Only one patient was diagnosed with cancer at longer than five months after the initial negative EUS-FNA. This patient had a diagnosis of pancreatic adenocarcinoma made on autopsy almost a year to the day (360 days) after the EUS examination. These data have implications for how patients are monitored and followed after a negative EUS-FNA examination for a suspected pancreatic lesion. Patients who have cancer (the false negatives) will almost always be diagnosed with that malignancy within 90 days of the EUS examination and will tend to have EUS imaging characteristics (solid lesion, lymphadenopathy, vascular invasion) of a malignancy present despite a negative FNA. After three months and even more so after six months post-EUS examination, if a patient has not been diagnosed with cancer despite either clinical suspicion or CT imaging abnormality, and does not have suspicious EUS imaging, it is unlikely that a patient has an underlying malignancy that was missed at the time of EUS-FNA. Patients who do not have evidence of cancer six months after the EUS examination appear to need very little further imaging or surveillance of the pancreas. Thus, after a negative EUS-FNA in patients who do not have suspicious imaging findings on EUS, it is reasonable to perform one or two follow-up examinations such as a CT scan in the first six months after a negative EUS-FNA, but longer-term surveillance is rarely needed.
One weakness of the present paper is the inclusion of patients with all EUS findings such as solid lesions, cystic lesions and those without a definitive mass seen on EUS who still had an FNA. Cystic lesions are less likely to harbour an underlying malignancy than a solid-appearing lesion on EUS and cytopathology of pancreatic cystic lesions does not have the same sensitivity for malignancy as it does for solid lesions. However, we included patients with pancreatic cystic lesions and patients who did not have a clear mass because they still result in the same clinical dilemma of how to manage these lesions after a negative EUS-FNA diagnosis. With negative cytology on EUS-FNA of cystic lesions, decisions still need to be made on whether the patient is sent to surgery or how the patient’s cystic lesion should be followed. In the multivariate analysis, it did not matter if the lesion was cystic or solid because the presence of malignant-appearing nodes or vascular invasion still predicted the presence of a malignancy. Thus, despite negative FNA cytopathology in cystic lesions, the presence of significant findings (vascular invasion and lymphadenopathy) on EUS should prompt the physician to maintain a high suspicion of malignancy followed by close examination of the cyst fluid tumour markers, the clinical situation and the patient’s overall suitability for surgery. Furthermore, in our study, negative cytology and a cyst fluid CEA level of less than 200 ng/mL ruled out a cystic neoplasm in 90% of patients.
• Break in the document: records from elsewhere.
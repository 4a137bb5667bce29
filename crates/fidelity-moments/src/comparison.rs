//! Weighted comparison of sample moments against histogram moments

use crate::estimator::MomentEstimator;
use crate::sample::sample_moments;
use fidelity_core::moments::to_array;
use fidelity_core::{Error, Moment, MomentSet, Result};
use fidelity_histogram::Histogram;
use serde::{Deserialize, Serialize};
use std::collections::BTreeMap;

/// Magnitudes at or below this count as zero in [`relative_error`]
pub const ZERO_TOLERANCE: f64 = 1e-10;

/// Error reported when the reference is zero but the estimate is not
pub const FULL_ERROR_PCT: f64 = 100.0;

/// Per-moment error breakdown keyed by moment
pub type ErrorComponents = BTreeMap<Moment, ErrorComponent>;

/// Relative error of `estimated` against `raw`, in percent.
///
/// `|raw - estimated| / |raw| * 100` when `|raw| > 1e-10`. With a zero
/// reference the error is 100 if the estimate is non-zero and 0 otherwise.
pub fn relative_error(raw: f64, estimated: f64) -> f64 {
    if raw.abs() > ZERO_TOLERANCE {
        (raw - estimated).abs() / raw.abs() * 100.0
    } else if estimated.abs() > ZERO_TOLERANCE {
        FULL_ERROR_PCT
    } else {
        0.0
    }
}

/// Error of one moment before and after weighting
#[derive(Debug, Clone, Copy, PartialEq, Serialize, Deserialize)]
pub struct ErrorComponent {
    /// Unweighted relative error in percent
    pub raw_error_pct: f64,
    /// Normalized weight in `[0, 1]`
    pub weight: f64,
    /// `weight * raw_error_pct`
    pub weighted_error: f64,
}

impl ErrorComponent {
    pub fn new(raw_error_pct: f64, weight: f64) -> Self {
        Self {
            raw_error_pct,
            weight,
            weighted_error: weight * raw_error_pct,
        }
    }
}

/// Compares raw-sample moments with histogram-estimated moments
#[derive(Debug, Clone, Copy, Default, PartialEq, Eq)]
pub struct WeightedErrorCalculator {
    estimator: MomentEstimator,
}

impl WeightedErrorCalculator {
    /// Calculator using Sheppard-corrected histogram moments
    pub fn new() -> Self {
        Self::default()
    }

    pub fn with_estimator(estimator: MomentEstimator) -> Self {
        Self { estimator }
    }

    pub fn estimator(&self) -> &MomentEstimator {
        &self.estimator
    }

    /// Weighted and raw error of a single moment.
    ///
    /// Returns `(weighted_error, raw_error_pct)`. A zero weight yields a zero
    /// weighted error while still reporting the raw error.
    pub fn per_moment(
        &self,
        sample: &[f64],
        histogram: &Histogram,
        moment: Moment,
        weight: f64,
    ) -> Result<(f64, f64)> {
        check_weight(moment, weight)?;
        let raw = sample_moments(sample).get(moment);
        let estimated = self.estimator.estimate(histogram).get(moment);
        let component = ErrorComponent::new(relative_error(raw, estimated), weight);
        Ok((component.weighted_error, component.raw_error_pct))
    }

    /// Total weighted error across all four moments.
    ///
    /// `weights` must have exactly four finite, non-negative entries. They are
    /// normalized to sum to one, except that an all-zero vector is passed
    /// through unchanged and yields a total of zero.
    pub fn total(
        &self,
        sample: &[f64],
        histogram: &Histogram,
        weights: &[f64],
    ) -> Result<(f64, ErrorComponents)> {
        let raw = sample_moments(sample);
        let estimated = self.estimator.estimate(histogram);
        compare_moments(&raw, &estimated, weights)
    }

    /// Raw relative error of the variance, with Sheppard's correction on or off
    pub fn variance_error(
        &self,
        sample: &[f64],
        histogram: &Histogram,
        apply_correction: bool,
    ) -> f64 {
        let raw = sample_moments(sample).variance;
        let estimated = self
            .estimator
            .with_correction(apply_correction)
            .estimate(histogram)
            .variance;
        relative_error(raw, estimated)
    }
}

/// Weighted comparison of two precomputed moment sets.
///
/// Same weight rules as [`WeightedErrorCalculator::total`].
pub fn compare_moments(
    raw: &MomentSet,
    estimated: &MomentSet,
    weights: &[f64],
) -> Result<(f64, ErrorComponents)> {
    let weights = to_array(weights)?;
    for (&moment, &w) in Moment::ALL.iter().zip(&weights) {
        check_weight(moment, w)?;
    }
    let sum: f64 = weights.iter().sum();
    let weights = if sum > 0.0 {
        weights.map(|w| w / sum)
    } else {
        weights
    };

    let components: ErrorComponents = Moment::ALL
        .iter()
        .map(|&moment| {
            let err = relative_error(raw.get(moment), estimated.get(moment));
            (moment, ErrorComponent::new(err, weights[moment.index()]))
        })
        .collect();
    let total = components.values().map(|c| c.weighted_error).sum();

    Ok((total, components))
}

fn check_weight(moment: Moment, weight: f64) -> Result<()> {
    if !weight.is_finite() || weight < 0.0 {
        return Err(Error::InvalidParameter(format!(
            "{moment} weight must be finite and non-negative, got {weight}"
        )));
    }
    Ok(())
}

#[cfg(test)]
mod tests {
    use super::*;
    use approx::assert_relative_eq;

    fn fixture() -> (Vec<f64>, Histogram) {
        let sample = vec![0.2, 0.7, 1.1, 1.4, 1.6, 1.9, 2.5, 2.8];
        let hist = Histogram::from_sample(&[0.0, 1.0, 2.0, 3.0], &sample).unwrap();
        (sample, hist)
    }

    #[test]
    fn test_relative_error_convention() {
        assert_relative_eq!(relative_error(10.0, 9.0), 10.0);
        assert_relative_eq!(relative_error(-4.0, -5.0), 25.0);
        assert_eq!(relative_error(0.0, 0.5), 100.0);
        assert_eq!(relative_error(0.0, 1e-11), 0.0);
        assert_eq!(relative_error(1e-12, 0.0), 0.0);
    }

    #[test]
    fn test_zero_weight_keeps_raw_error() {
        let (sample, hist) = fixture();
        let calc = WeightedErrorCalculator::new();
        let (weighted, raw) = calc
            .per_moment(&sample, &hist, Moment::Kurtosis, 0.0)
            .unwrap();
        assert_eq!(weighted, 0.0);
        assert!(raw > 0.0);
    }

    #[test]
    fn test_unit_weight_is_raw_error() {
        let (sample, hist) = fixture();
        let calc = WeightedErrorCalculator::new();
        for moment in Moment::ALL {
            let (weighted, raw) = calc.per_moment(&sample, &hist, moment, 1.0).unwrap();
            assert_eq!(weighted, raw);
        }
    }

    #[test]
    fn test_total_normalizes_weights() {
        let (sample, hist) = fixture();
        let calc = WeightedErrorCalculator::new();
        let (total_a, comps_a) = calc.total(&sample, &hist, &[2.0, 2.0, 0.0, 0.0]).unwrap();
        let (total_b, _) = calc.total(&sample, &hist, &[0.5, 0.5, 0.0, 0.0]).unwrap();
        assert_relative_eq!(total_a, total_b);
        assert_relative_eq!(comps_a[&Moment::Mean].weight, 0.5);
        let sum: f64 = comps_a.values().map(|c| c.weighted_error).sum();
        assert_relative_eq!(sum, total_a);
    }

    #[test]
    fn test_all_zero_weights_pass_through() {
        let (sample, hist) = fixture();
        let calc = WeightedErrorCalculator::new();
        let (total, comps) = calc.total(&sample, &hist, &[0.0; 4]).unwrap();
        assert_eq!(total, 0.0);
        assert_eq!(comps.len(), 4);
        for c in comps.values() {
            assert_eq!(c.weight, 0.0);
            assert_eq!(c.weighted_error, 0.0);
        }
        assert!(comps[&Moment::Variance].raw_error_pct > 0.0);
    }

    #[test]
    fn test_weight_validation() {
        let (sample, hist) = fixture();
        let calc = WeightedErrorCalculator::new();
        assert!(matches!(
            calc.total(&sample, &hist, &[0.5, 0.5]),
            Err(Error::InvalidParameter(_))
        ));
        assert!(matches!(
            calc.total(&sample, &hist, &[0.5, 0.5, -0.1, 0.1]),
            Err(Error::InvalidParameter(_))
        ));
        assert!(calc.total(&sample, &hist, &[f64::NAN, 0.5, 0.0, 0.0]).is_err());
        assert!(calc.per_moment(&sample, &hist, Moment::Mean, -1.0).is_err());
    }

    #[test]
    fn test_empty_inputs_fail_soft() {
        let hist = Histogram::from_edges(&[0.0, 1.0], &[0]).unwrap();
        let calc = WeightedErrorCalculator::new();
        let (total, comps) = calc.total(&[1.0, 2.0, 3.0], &hist, &[0.25; 4]).unwrap();
        assert_eq!(comps[&Moment::Mean].raw_error_pct, 100.0);
        assert_eq!(comps[&Moment::Variance].raw_error_pct, 100.0);
        assert!(total > 0.0);
    }
}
Close cooperation with the cytopathologists is needed as well as an understanding of the interpretation of the cytology findings on an EUS-guided FNA. For example, the clinician performing the examination needs to be aware of the difference that exists between the cytological diagnosis of atypical versus nondiagnostic. While neither result is ‘positive’ for malignancy, the patient with atypical cells on FNA obviously needs to be more closely followed after EUS-FNA with a higher suspicion of underlying malignancy than a nondiagnostic or negative cytology result.